Working data below:
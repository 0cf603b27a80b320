//! Zero border padding.
use crate::image::{Grid, ImageView, ImageViewMut};

/// Surround `grid` with a `border`-wide frame of zeros.
///
/// Output is `(w + 2·border) × (h + 2·border)`; interior cells are copied
/// unchanged. An empty input yields a grid made entirely of border.
pub fn pad(grid: &Grid, border: usize) -> Grid {
    let mut out = Grid::new(grid.w + 2 * border, grid.h + 2 * border);
    for (y, src) in grid.rows().enumerate() {
        out.row_mut(y + border)[border..border + grid.w].copy_from_slice(src);
    }
    out
}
End of Working data.
Your instructions: Would you mind giving all the records again exactly?

Task response:
repository 0cf603b27a80b320
//! Zero border padding.
use crate::image::{Grid, ImageView, ImageViewMut};

/// Surround `grid` with a `border`-wide frame of zeros.
///
/// Output is `(w + 2·border) × (h + 2·border)`; interior cells are copied
/// unchanged. An empty input yields a grid made entirely of border.
pub fn pad(grid: &Grid, border: usize) -> Grid {
    let mut out = Grid::new(grid.w + 2 * border, grid.h + 2 * border);
    for (y, src) in grid.rows().enumerate() {
        out.row_mut(y + border)[border..border + grid.w].copy_from_slice(src);
    }
    out
}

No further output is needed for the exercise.